На этом его «Ха-ха!» в медчасть вошел начальник училища – генерал. Спросил с любопытством:
– Ты сумасшедший?
– З-з-заик-ка! – выкрикнул Писатель Пе.
– Списать в маршевую роту.
После первого боя Писателя Пе отнесли в госпиталь с разорванной брюшиной. А там хирургом доктор из училища. Писатель Пе обрадовался ему, как брату.
– Доктор! – кричит. – Гад буду, и вы тоже!
– Естественно. Пришел и говорю: «Т-т-тов-варищ г-генерал…» И генерал командует: «С-с-с-пис-сать!»
Умная читательница из дискуссии в «Литгазете» скажет: «Анекдот». А вот и нет – все правда, чистая, как дистиллят из слез Девы Марии.
– Ты дашь мне выпить? – сказал Писатель Пе. – Жадность в тебе разрослась.
– Перед тобой рюмка.
– Этого я не пью. Я пиво полюбил. Как у тебя с давлением?
– Сто тридцать на семьдесят.
– Как у космонавта. Твоя жадность происходит именно отсюда. Все себе захапал, даже хорошее давление.
Писатель Пе не пьет. Про выпивку он говорит, чтобы уязвить меня. Я пил, пил крепко – можно сказать, по-черному. Ко мне это пришло лет в тридцать пять, накатило откуда-то из генетического мрака. Писатель Пе, конечно, уверен, что своим подкалыванием он помогает мне держаться. Но ведь, может быть, и помогает…

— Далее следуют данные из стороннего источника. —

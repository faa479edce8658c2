//! Builtin operations over tabular data: CSV filtering and contact sorting.

use anyhow::{anyhow, bail, Context};
use async_trait::async_trait;
use serde_json::{Map, Value};
use tracing::info;

use super::{to_pretty_json, write_output};
use crate::operations::{Operation, OperationContext};

/// An equality condition on one CSV column, written `column=value`.
#[derive(Debug, Clone, PartialEq)]
pub struct CsvCondition {
    pub column: String,
    pub value: String,
}

impl CsvCondition {
    pub fn parse(condition: &str) -> anyhow::Result<Self> {
        let (column, value) = condition
            .split_once('=')
            .ok_or_else(|| anyhow!("invalid CSV condition '{condition}' (expected column=value)"))?;
        let column = column.trim();
        if column.is_empty() {
            bail!("invalid CSV condition '{condition}': empty column name");
        }
        Ok(Self {
            column: column.to_string(),
            value: value.trim().to_string(),
        })
    }
}

/// Keeps the rows of `data` matching `condition`, as JSON objects keyed by header.
///
/// Quoted fields may contain commas. Short rows are padded with empty strings.
pub fn filter_rows(data: &str, condition: &CsvCondition) -> anyhow::Result<Vec<Value>> {
    let mut reader = csv::ReaderBuilder::new()
        .trim(csv::Trim::All)
        .flexible(true)
        .from_reader(data.as_bytes());

    let header = reader.headers().context("Cannot read CSV header")?.clone();
    if header.is_empty() {
        bail!("CSV input is empty");
    }

    let index = header
        .iter()
        .position(|h| h == condition.column)
        .ok_or_else(|| anyhow!("CSV has no column '{}'", condition.column))?;

    let mut rows = Vec::new();
    for record in reader.records() {
        let record = record.context("Malformed CSV row")?;
        if record.get(index).unwrap_or("") != condition.value {
            continue;
        }
        let object: Map<String, Value> = header
            .iter()
            .enumerate()
            .map(|(i, name)| {
                let field = record.get(i).unwrap_or("");
                (name.to_string(), Value::String(field.to_string()))
            })
            .collect();
        rows.push(Value::Object(object));
    }
    Ok(rows)
}

// ── filter_csv ───────────────────────────────────────────

pub struct FilterCsvOperation {
    input: String,
    output: String,
    condition: String,
}

impl FilterCsvOperation {
    pub fn new(
        input: impl Into<String>,
        output: impl Into<String>,
        condition: impl Into<String>,
    ) -> Self {
        Self {
            input: input.into(),
            output: output.into(),
            condition: condition.into(),
        }
    }
}

#[async_trait]
impl Operation for FilterCsvOperation {
    fn name(&self) -> &str {
        "filter_csv"
    }

    fn keyword(&self) -> &str {
        "filter CSV"
    }

    fn description(&self) -> &str {
        "Filter the configured CSV file by a column=value condition and save matching rows as JSON."
    }

    async fn execute(&self, context: &OperationContext<'_>) -> anyhow::Result<String> {
        context.sandbox.validate_all(&[self.input.as_str(), self.output.as_str()])?;

        let condition = CsvCondition::parse(&self.condition)?;
        let data = tokio::fs::read_to_string(&self.input)
            .await
            .with_context(|| format!("Cannot read {}", self.input))?;
        let rows = filter_rows(&data, &condition)?;
        write_output(&self.output, &serde_json::to_vec(&rows)?).await?;

        info!("Filtered {} rows from {} into {}", rows.len(), self.input, self.output);
        Ok("CSV filtered successfully.".to_string())
    }
}

// ── sort_contacts ────────────────────────────────────────

/// Sorts contacts by `last_name`, then `first_name`. Missing names sort first.
pub fn sort_contacts(contacts: &mut [Value]) {
    fn key(contact: &Value) -> (String, String) {
        let field = |name: &str| contact[name].as_str().unwrap_or("").to_string();
        (field("last_name"), field("first_name"))
    }
    contacts.sort_by_key(key);
}

pub struct SortContactsOperation {
    input: String,
    output: String,
}

impl SortContactsOperation {
    pub fn new(input: impl Into<String>, output: impl Into<String>) -> Self {
        Self {
            input: input.into(),
            output: output.into(),
        }
    }
}

#[async_trait]
impl Operation for SortContactsOperation {
    fn name(&self) -> &str {
        "sort_contacts"
    }

    fn keyword(&self) -> &str {
        "sort contacts"
    }

    fn description(&self) -> &str {
        "Sort the contacts JSON array by last name, then first name."
    }

    async fn execute(&self, context: &OperationContext<'_>) -> anyhow::Result<String> {
        context.sandbox.validate_all(&[self.input.as_str(), self.output.as_str()])?;

        let raw = tokio::fs::read_to_string(&self.input)
            .await
            .with_context(|| format!("Cannot read {}", self.input))?;
        let mut contacts: Vec<Value> =
            serde_json::from_str(&raw).context("Contacts file is not a JSON array")?;

        sort_contacts(&mut contacts);
        write_output(&self.output, &to_pretty_json(&contacts)?).await?;

        Ok("Contacts sorted.".to_string())
    }
}

#[cfg(test)]
mod tests {
    use super::*;
    use crate::test_support::sandbox_in;
    use serde_json::json;

    const CSV: &str = "name,status,city\nalice,active,Paris\nbob,inactive,Lyon\ncarol,active,Nice\n";

    #[test]
    fn test_condition_parse() {
        let cond = CsvCondition::parse("status = active").unwrap();
        assert_eq!(cond.column, "status");
        assert_eq!(cond.value, "active");
        assert!(CsvCondition::parse("no equals sign").is_err());
        assert!(CsvCondition::parse("=value").is_err());
    }

    #[test]
    fn test_filter_rows_matches() {
        let rows = filter_rows(CSV, &CsvCondition::parse("status=active").unwrap()).unwrap();
        assert_eq!(
            rows,
            vec![
                json!({"name": "alice", "status": "active", "city": "Paris"}),
                json!({"name": "carol", "status": "active", "city": "Nice"}),
            ]
        );
    }

    #[test]
    fn test_filter_rows_no_match_is_empty() {
        let rows = filter_rows(CSV, &CsvCondition::parse("city=Berlin").unwrap()).unwrap();
        assert!(rows.is_empty());
    }

    #[test]
    fn test_filter_rows_unknown_column() {
        let err = filter_rows(CSV, &CsvCondition::parse("age=3").unwrap()).unwrap_err();
        assert!(err.to_string().contains("no column 'age'"));
    }

    #[test]
    fn test_filter_rows_short_line() {
        let csv = "a,b\n1\n2,x\n";
        let rows = filter_rows(csv, &CsvCondition::parse("b=").unwrap()).unwrap();
        assert_eq!(rows, vec![json!({"a": "1", "b": ""})]);
    }

    #[test]
    fn test_filter_rows_quoted_comma() {
        let csv = "name,status\n\"Smith, John\",active\n";
        let rows = filter_rows(csv, &CsvCondition::parse("status=active").unwrap()).unwrap();
        assert_eq!(rows, vec![json!({"name": "Smith, John", "status": "active"})]);
    }

    #[test]
    fn test_filter_rows_empty_input() {
        assert!(filter_rows("", &CsvCondition::parse("a=b").unwrap()).is_err());
    }

    #[test]
    fn test_sort_contacts_by_last_then_first() {
        let mut contacts = vec![
            json!({"first_name": "Zoe", "last_name": "Adams"}),
            json!({"first_name": "Bob", "last_name": "Zimmer"}),
            json!({"first_name": "Amy", "last_name": "Adams"}),
            json!({"first_name": "Nobody"}),
        ];
        sort_contacts(&mut contacts);
        let firsts: Vec<&str> = contacts
            .iter()
            .map(|c| c["first_name"].as_str().unwrap())
            .collect();
        assert_eq!(firsts, vec!["Nobody", "Amy", "Zoe", "Bob"]);
    }

    #[tokio::test]
    async fn test_filter_csv_operation() {
        let dir = tempfile::tempdir().unwrap();
        let sandbox = sandbox_in(dir.path());
        let input = format!("{}/input.csv", dir.path().display());
        let output = format!("{}/output.json", dir.path().display());
        std::fs::write(&input, CSV).unwrap();

        let op = FilterCsvOperation::new(&input, &output, "city=Lyon");
        let context = OperationContext { sandbox: &sandbox, task: "filter CSV" };
        assert_eq!(op.execute(&context).await.unwrap(), "CSV filtered successfully.");

        let written: Value = serde_json::from_str(&std::fs::read_to_string(&output).unwrap()).unwrap();
        assert_eq!(written, json!([{"name": "bob", "status": "inactive", "city": "Lyon"}]));
    }

    #[tokio::test]
    async fn test_sort_contacts_operation() {
        let dir = tempfile::tempdir().unwrap();
        let sandbox = sandbox_in(dir.path());
        let input = format!("{}/contacts.json", dir.path().display());
        let output = format!("{}/contacts-sorted.json", dir.path().display());
        std::fs::write(
            &input,
            r#"[{"first_name":"B","last_name":"Y"},{"first_name":"A","last_name":"X"}]"#,
        )
        .unwrap();

        let op = SortContactsOperation::new(&input, &output);
        let context = OperationContext { sandbox: &sandbox, task: "sort contacts" };
        assert_eq!(op.execute(&context).await.unwrap(), "Contacts sorted.");

        let written = std::fs::read_to_string(&output).unwrap();
        assert!(written.contains("\n    {"));
        let sorted: Vec<Value> = serde_json::from_str(&written).unwrap();
        assert_eq!(sorted[0]["last_name"], "X");
    }

    #[tokio::test]
    async fn test_sort_contacts_invalid_json() {
        let dir = tempfile::tempdir().unwrap();
        let sandbox = sandbox_in(dir.path());
        let input = format!("{}/contacts.json", dir.path().display());
        let output = format!("{}/contacts-sorted.json", dir.path().display());
        std::fs::write(&input, "{not json").unwrap();

        let op = SortContactsOperation::new(&input, &output);
        let context = OperationContext { sandbox: &sandbox, task: "sort contacts" };
        assert!(op.execute(&context).await.is_err());
    }
}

– У тебя глаза такие же ненормальные, как, помнишь, мы сопровождали генерала. Что-то я думаю о генералах…
– А я о брате…
Писатель Пе скорчился еще сильнее, подтянул колено к оскаленным зубам. Он никогда не говорил о Чернобыле и редко об Афганистане. Он считал, что именно Афганистан подтолкнул и перестройку, и новое политическое мышление.
– Не бойся дня, – сказал он мне. – Дотянем до двухтысячного года и жахнем по стакану. И выкурим по сигарете. И споем. У нас, старик, есть два момента для гордости: Победа и Гагарин. Больше нету. Это надо понимать. Но это немало. Как думаешь, в двухтысячном году будет хорошая закуска?
– Наверно, будет, – сказал я. – Рольмопс…
Раньше командир корпуса приезжал в бригады на «виллисе» или на «додже» – с ним транспортер корпусной разведки. Теперь же, под конец войны, он почему-то пожелал ездить с эскортом. Потребовал для боевого охранения самоходку, бронетранспортер со счетверенным зенитным пулеметом, и нас – на связь, а если что – и на отбитие десанта. Нас он помнил еще с Варшавы.
Вот двигаемся мы. Хороший вечер. На западе слепящее небо. Лес черный. И прямо на нас низко от круглого солнца налетел – как будто снялась с верхушек сосен черная птица – бомбардировщик. Самоходка, уж как она смогла так пушку задрать, ухнула по самолету. Зенитчики забарабанили. А мы – нет. Мы шли последними, и мы успели разобрать, что самолет – Ту-2.
Он прокатил над нами. Проволок дымный хвост куда-то в темные поля. Мы некоторое время стояли, оглушенные моторами, пушкой, пулеметами и неожиданностью ситуации. Генерал что-то размыслил – послал нас в штаб армии с пакетом.
Их мы встретили километрах в десяти от линии фронта. Трое стояли на обочине, четвертый лежал на плащ-палатке с поджатыми к подбородку коленями. У всех ордена на груди – мы орденов своих не носили.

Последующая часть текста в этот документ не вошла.